Published May 27, 2023 | Version v1
Dataset Open

Artifacts for the ISSTA 2023 Paper: An Empirical Study on the Effects of Obfuscation on Static Machine Learning-based Malicious JavaScript Detectors

Creators

  • 1. Huazhong University of Science and Technology

Description

An Empirical Study on the Effects of Obfuscation on Static Machine Learning-Based Malicious JavaScript Detectors

This repository contains the evaluation script and the corresponding data of the ISSTA'23 paper "An Empirical Study on the Effects of Obfuscation on Static Machine Learning-Based Malicious JavaScript Detectors".

Abstract

Machine learning is increasingly being applied to malicious JavaScript detection in response to the growing number of Web attacks and the attendant costly manual identification.
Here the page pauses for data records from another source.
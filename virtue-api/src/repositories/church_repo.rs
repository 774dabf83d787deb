use async_trait::async_trait;
use serde::Serialize;
use sqlx::PgPool;
use time::OffsetDateTime;

use super::repo_error::RepositoryError;

#[derive(Debug, Clone, Serialize, sqlx::FromRow)]
#[serde(rename_all = "camelCase")]
pub struct Church {
    pub id: i64,
    pub slug: String,
    pub name: String,
    pub description: Option<String>,
    pub city: Option<String>,
    pub country: Option<String>,
    pub website: Option<String>,
    pub created_by: String,
    #[serde(with = "time::serde::rfc3339")]
    pub created_at: OffsetDateTime,
}

#[derive(Debug, Clone)]
pub struct NewChurch {
    pub slug: String,
    pub name: String,
    pub description: Option<String>,
    pub city: Option<String>,
    pub country: Option<String>,
    pub website: Option<String>,
    pub created_by: String,
}

#[async_trait]
pub trait ChurchRepository {
    async fn list(&self) -> Result<Vec<Church>, RepositoryError>;
    async fn create(&self, church: NewChurch) -> Result<Church, RepositoryError>;
    async fn find_by_slug(&self, slug: &str) -> Result<Option<Church>, RepositoryError>;
    async fn add_member(&self, church_id: i64, user_id: &str) -> Result<(), RepositoryError>;
}

#[derive(Clone)]
pub struct ChurchRepositoryImpl {
    pool: PgPool,
}

impl ChurchRepositoryImpl {
    pub fn new(pool: PgPool) -> Self {
        Self { pool }
    }
}

#[async_trait]
impl ChurchRepository for ChurchRepositoryImpl {
    async fn list(&self) -> Result<Vec<Church>, RepositoryError> {
        let churches = sqlx::query_as::<_, Church>(
            r#"
            SELECT id, slug, name, description, city, country, website, created_by, created_at
            FROM churches
            ORDER BY name ASC
            "#,
        )
        .fetch_all(&self.pool)
        .await?;

        Ok(churches)
    }

    async fn create(&self, church: NewChurch) -> Result<Church, RepositoryError> {
        let church = sqlx::query_as::<_, Church>(
            r#"
            INSERT INTO churches (slug, name, description, city, country, website, created_by)
            VALUES ($1, $2, $3, $4, $5, $6, $7)
            RETURNING id, slug, name, description, city, country, website, created_by, created_at
            "#,
        )
        .bind(&church.slug)
        .bind(&church.name)
        .bind(&church.description)
        .bind(&church.city)
        .bind(&church.country)
        .bind(&church.website)
        .bind(&church.created_by)
        .fetch_one(&self.pool)
        .await?;

        Ok(church)
    }

    async fn find_by_slug(&self, slug: &str) -> Result<Option<Church>, RepositoryError> {
        let church = sqlx::query_as::<_, Church>(
            r#"
            SELECT id, slug, name, description, city, country, website, created_by, created_at
            FROM churches
            WHERE slug = $1
            "#,
        )
        .bind(slug)
        .fetch_optional(&self.pool)
        .await?;

        Ok(church)
    }

    async fn add_member(&self, church_id: i64, user_id: &str) -> Result<(), RepositoryError> {
        sqlx::query(
            r#"
            INSERT INTO church_members (church_id, user_id)
            VALUES ($1, $2)
            ON CONFLICT (church_id, user_id) DO NOTHING
            "#,
        )
        .bind(church_id)
        .bind(user_id)
        .execute(&self.pool)
        .await?;

        Ok(())
    }
}
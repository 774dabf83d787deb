use anyhow::Context;
use sqlx::postgres::PgPoolOptions;
use tokio::net::TcpListener;
use tracing_subscriber::EnvFilter;

mod app_state;
mod config;
mod domain;
mod repositories;
mod router;
mod routes;

#[tokio::main]
async fn main() -> anyhow::Result<()> {
    dotenvy::from_filename("./virtue-api/.env.local").ok();

    tracing_subscriber::fmt()
        .with_env_filter(
            EnvFilter::try_from_default_env()
                .unwrap_or_else(|_| EnvFilter::new("info,virtue_api=debug")),
        )
        .init();

    let config = config::read_config().context("Failed to read configuration")?;

    let connection_pool = PgPoolOptions::new()
        .acquire_timeout(std::time::Duration::from_secs(5))
        .connect_with(config.database.with_db())
        .await
        .context("Failed to connect to Postgres")?;

    sqlx::migrate!("./migrations")
        .run(&connection_pool)
        .await
        .context("Failed to run database migrations")?;

    let address = format!("{}:{}", config.application.host, config.application.port);
    let listener = TcpListener::bind(&address)
        .await
        .with_context(|| format!("Failed to bind {address}"))?;
    tracing::info!("Listening on {}", address);

    let app = router::create(connection_pool, &config);
    axum::serve(listener, app)
        .await
        .context("Server exited with an error")?;

    Ok(())
}
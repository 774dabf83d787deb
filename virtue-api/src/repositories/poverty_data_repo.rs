use async_trait::async_trait;
use serde::Serialize;
use sqlx::PgPool;
use time::OffsetDateTime;

use super::repo_error::RepositoryError;

/// A crowdsourced pointer to an external poverty dataset, with the tabular
/// data itself stored as a JSON document.
#[derive(Debug, Clone, Serialize, sqlx::FromRow)]
#[serde(rename_all = "camelCase")]
pub struct PovertyDataSource {
    pub id: i64,
    pub title: String,
    pub description: Option<String>,
    pub source_url: String,
    pub source_org: Option<String>,
    pub data_table: serde_json::Value,
    pub geographic_scope: String,
    pub time_range: Option<String>,
    pub data_type: String,
    pub submission_notes: Option<String>,
    pub is_verified: bool,
    pub submitter_id: String,
    #[serde(with = "time::serde::rfc3339")]
    pub created_at: OffsetDateTime,
}

#[derive(Debug, Clone)]
pub struct NewPovertyDataSource {
    pub title: String,
    pub description: Option<String>,
    pub source_url: String,
    pub source_org: Option<String>,
    pub data_table: serde_json::Value,
    pub geographic_scope: String,
    pub time_range: Option<String>,
    pub data_type: String,
    pub submission_notes: Option<String>,
    pub submitter_id: String,
}

/// Optional filters, AND-combined. `search` matches title, description and
/// source org as a case-insensitive substring.
#[derive(Debug, Clone, Default)]
pub struct PovertyDataFilter {
    pub search: Option<String>,
    pub data_type: Option<String>,
    pub geographic_scope: Option<String>,
    pub verified_only: bool,
}

#[derive(Debug, Clone)]
pub struct PovertyDataPage {
    pub records: Vec<PovertyDataSource>,
    pub total: i64,
}

#[async_trait]
pub trait PovertyDataRepository {
    async fn list(
        &self,
        filter: &PovertyDataFilter,
        offset: i64,
        limit: i64,
    ) -> Result<PovertyDataPage, RepositoryError>;
    async fn create(
        &self,
        source: NewPovertyDataSource,
    ) -> Result<PovertyDataSource, RepositoryError>;
}

#[derive(Clone)]
pub struct PovertyDataRepositoryImpl {
    pool: PgPool,
}

impl PovertyDataRepositoryImpl {
    pub fn new(pool: PgPool) -> Self {
        Self { pool }
    }
}

const COLUMNS: &str = "id, title, description, source_url, source_org, data_table, \
     geographic_scope, time_range, data_type, submission_notes, is_verified, \
     submitter_id, created_at";

// Every filter is always bound; a NULL parameter disables its clause. One
// static statement instead of dynamic SQL assembly.
const FILTER_CLAUSE: &str = "is_active = TRUE \
     AND ($1::text IS NULL \
          OR title ILIKE '%' || $1 || '%' \
          OR description ILIKE '%' || $1 || '%' \
          OR source_org ILIKE '%' || $1 || '%') \
     AND ($2::text IS NULL OR data_type ILIKE '%' || $2 || '%') \
     AND ($3::text IS NULL OR geographic_scope ILIKE '%' || $3 || '%') \
     AND (NOT $4 OR is_verified)";

#[async_trait]
impl PovertyDataRepository for PovertyDataRepositoryImpl {
    async fn list(
        &self,
        filter: &PovertyDataFilter,
        offset: i64,
        limit: i64,
    ) -> Result<PovertyDataPage, RepositoryError> {
        let records = sqlx::query_as::<_, PovertyDataSource>(&format!(
            "SELECT {COLUMNS} FROM poverty_data_sources \
             WHERE {FILTER_CLAUSE} \
             ORDER BY created_at DESC \
             OFFSET $5 LIMIT $6"
        ))
        .bind(&filter.search)
        .bind(&filter.data_type)
        .bind(&filter.geographic_scope)
        .bind(filter.verified_only)
        .bind(offset)
        .bind(limit)
        .fetch_all(&self.pool)
        .await?;

        let (total,): (i64,) = sqlx::query_as(&format!(
            "SELECT COUNT(*) FROM poverty_data_sources WHERE {FILTER_CLAUSE}"
        ))
        .bind(&filter.search)
        .bind(&filter.data_type)
        .bind(&filter.geographic_scope)
        .bind(filter.verified_only)
        .fetch_one(&self.pool)
        .await?;

        Ok(PovertyDataPage { records, total })
    }

    async fn create(
        &self,
        source: NewPovertyDataSource,
    ) -> Result<PovertyDataSource, RepositoryError> {
        let record = sqlx::query_as::<_, PovertyDataSource>(&format!(
            "INSERT INTO poverty_data_sources \
                 (title, description, source_url, source_org, data_table, \
                  geographic_scope, time_range, data_type, submission_notes, submitter_id) \
             VALUES ($1, $2, $3, $4, $5, $6, $7, $8, $9, $10) \
             RETURNING {COLUMNS}"
        ))
        .bind(&source.title)
        .bind(&source.description)
        .bind(&source.source_url)
        .bind(&source.source_org)
        .bind(&source.data_table)
        .bind(&source.geographic_scope)
        .bind(&source.time_range)
        .bind(&source.data_type)
        .bind(&source.submission_notes)
        .bind(&source.submitter_id)
        .fetch_one(&self.pool)
        .await?;

        Ok(record)
    }
}
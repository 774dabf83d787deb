//! Embedder implementations.

mod mock;
mod openai;

pub use mock::MockEmbedder;
pub use openai::{OpenAiEmbedder, OPENAI_EMBEDDING_DIMENSIONS, OPENAI_EMBEDDING_MODEL};
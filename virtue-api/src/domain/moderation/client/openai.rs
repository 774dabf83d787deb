//! OpenAI-backed moderation client.

use std::collections::HashMap;
use std::time::Duration;

use async_trait::async_trait;
use serde::{Deserialize, Serialize};
use serde_json::json;

use super::{Classification, ModerationClient, ModerationClientError};

const API_BASE: &str = "https://api.openai.com/v1";

/// Moderation client backed by OpenAI's `/moderations` and
/// `/chat/completions` endpoints.
#[derive(Clone)]
pub struct OpenAiModerationClient {
    http: reqwest::Client,
    api_key: String,
    chat_model: String,
    base_url: String,
}

impl OpenAiModerationClient {
    /// The contextual check must not hang a submission indefinitely; a slow
    /// moderation call degrades into the fail-open path instead.
    pub const DEFAULT_TIMEOUT: Duration = Duration::from_secs(10);

    pub fn new(api_key: impl Into<String>, chat_model: impl Into<String>) -> Self {
        Self::with_timeout(api_key, chat_model, Self::DEFAULT_TIMEOUT)
    }

    pub fn with_timeout(
        api_key: impl Into<String>,
        chat_model: impl Into<String>,
        timeout: Duration,
    ) -> Self {
        let http = reqwest::Client::builder()
            .timeout(timeout)
            .build()
            .expect("reqwest client");

        Self {
            http,
            api_key: api_key.into(),
            chat_model: chat_model.into(),
            base_url: API_BASE.to_string(),
        }
    }

    #[cfg(test)]
    fn with_base_url(mut self, base_url: impl Into<String>) -> Self {
        self.base_url = base_url.into();
        self
    }
}

#[derive(Deserialize)]
struct ModerationsResponse {
    results: Vec<ModerationOutcome>,
}

#[derive(Deserialize)]
struct ModerationOutcome {
    flagged: bool,
    categories: HashMap<String, bool>,
    category_scores: HashMap<String, f64>,
}

#[derive(Serialize)]
struct ChatMessage<'a> {
    role: &'a str,
    content: &'a str,
}

#[derive(Deserialize)]
struct ChatResponse {
    choices: Vec<ChatChoice>,
}

#[derive(Deserialize)]
struct ChatChoice {
    message: ChatResponseMessage,
}

#[derive(Deserialize)]
struct ChatResponseMessage {
    content: Option<String>,
}

#[async_trait]
impl ModerationClient for OpenAiModerationClient {
    async fn classify(&self, text: &str) -> Result<Classification, ModerationClientError> {
        let response = self
            .http
            .post(format!("{}/moderations", self.base_url))
            .bearer_auth(&self.api_key)
            .json(&json!({ "input": text }))
            .send()
            .await
            .map_err(|e| ModerationClientError::Request(e.to_string()))?
            .error_for_status()
            .map_err(|e| ModerationClientError::Request(e.to_string()))?;

        let body: ModerationsResponse = response
            .json()
            .await
            .map_err(|e| ModerationClientError::MalformedResponse(e.to_string()))?;

        let outcome = body.results.into_iter().next().ok_or_else(|| {
            ModerationClientError::MalformedResponse("empty results array".into())
        })?;

        let mut flagged_categories: Vec<String> = outcome
            .categories
            .into_iter()
            .filter(|(_, flagged)| *flagged)
            .map(|(category, _)| category)
            .collect();
        flagged_categories.sort();

        let max_category_score = outcome
            .category_scores
            .values()
            .copied()
            .fold(0.0f64, f64::max);

        Ok(Classification {
            flagged: outcome.flagged,
            flagged_categories,
            max_category_score,
        })
    }

    async fn chat_complete(
        &self,
        system_prompt: &str,
        user_text: &str,
    ) -> Result<String, ModerationClientError> {
        let messages = [
            ChatMessage {
                role: "system",
                content: system_prompt,
            },
            ChatMessage {
                role: "user",
                content: user_text,
            },
        ];

        let response = self
            .http
            .post(format!("{}/chat/completions", self.base_url))
            .bearer_auth(&self.api_key)
            .json(&json!({
                "model": self.chat_model,
                "messages": messages,
                "max_tokens": 100,
                "temperature": 0.1,
            }))
            .send()
            .await
            .map_err(|e| ModerationClientError::Request(e.to_string()))?
            .error_for_status()
            .map_err(|e| ModerationClientError::Request(e.to_string()))?;

        let body: ChatResponse = response
            .json()
            .await
            .map_err(|e| ModerationClientError::MalformedResponse(e.to_string()))?;

        let reply = body
            .choices
            .into_iter()
            .next()
            .and_then(|choice| choice.message.content)
            .unwrap_or_default();

        Ok(reply.trim().to_string())
    }
}
//! Mock moderation client for testing.

use std::sync::atomic::{AtomicUsize, Ordering};
use std::sync::{Arc, RwLock};

use async_trait::async_trait;

use super::{Classification, ModerationClient, ModerationClientError};

/// Configurable mock for [`ModerationClient`] with call counting.
#[derive(Clone, Default)]
pub struct MockModerationClient {
    classification: Arc<RwLock<Option<Classification>>>,
    chat_reply: Arc<RwLock<Option<String>>>,
    fail: Arc<RwLock<bool>>,
    classify_calls: Arc<AtomicUsize>,
    chat_calls: Arc<AtomicUsize>,
}

impl MockModerationClient {
    /// Client that reports nothing flagged and approves the contextual check.
    pub fn approving() -> Self {
        Self::default()
    }

    /// Client whose classifier flags the given categories.
    pub fn flagging(categories: &[&str], max_score: f64) -> Self {
        let mock = Self::default();
        *mock.classification.write().unwrap() = Some(Classification {
            flagged: true,
            flagged_categories: categories.iter().map(|c| c.to_string()).collect(),
            max_category_score: max_score,
        });
        mock
    }

    /// Client whose contextual check replies with the given text.
    pub fn with_chat_reply(self, reply: impl Into<String>) -> Self {
        *self.chat_reply.write().unwrap() = Some(reply.into());
        self
    }

    /// Client where every call errors, for exercising the fail-open path.
    pub fn failing() -> Self {
        let mock = Self::default();
        *mock.fail.write().unwrap() = true;
        mock
    }

    pub fn classify_calls(&self) -> usize {
        self.classify_calls.load(Ordering::SeqCst)
    }

    pub fn chat_calls(&self) -> usize {
        self.chat_calls.load(Ordering::SeqCst)
    }
}

#[async_trait]
impl ModerationClient for MockModerationClient {
    async fn classify(&self, _text: &str) -> Result<Classification, ModerationClientError> {
        self.classify_calls.fetch_add(1, Ordering::SeqCst);
        if *self.fail.read().unwrap() {
            return Err(ModerationClientError::Request("mock failure".into()));
        }
        Ok(self
            .classification
            .read()
            .unwrap()
            .clone()
            .unwrap_or_default())
    }

    async fn chat_complete(
        &self,
        _system_prompt: &str,
        _user_text: &str,
    ) -> Result<String, ModerationClientError> {
        self.chat_calls.fetch_add(1, Ordering::SeqCst);
        if *self.fail.read().unwrap() {
            return Err(ModerationClientError::Request("mock failure".into()));
        }
        Ok(self
            .chat_reply
            .read()
            .unwrap()
            .clone()
            .unwrap_or_else(|| "APPROPRIATE".to_string()))
    }
}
In practice, to hide their malicious behaviors or protect intellectual copyrights, both malicious and benign scripts tend to obfuscate their own code before uploading. While obfuscation is beneficial, it also introduces some additional code features (e.g., dead code) into the code. When machine learning is employed to learn a malicious JavaScript detector, these additional features can affect the model to make it less effective. However, there is still a lack of clear understanding of how robust existing machine learning-based detectors are on different obfuscators.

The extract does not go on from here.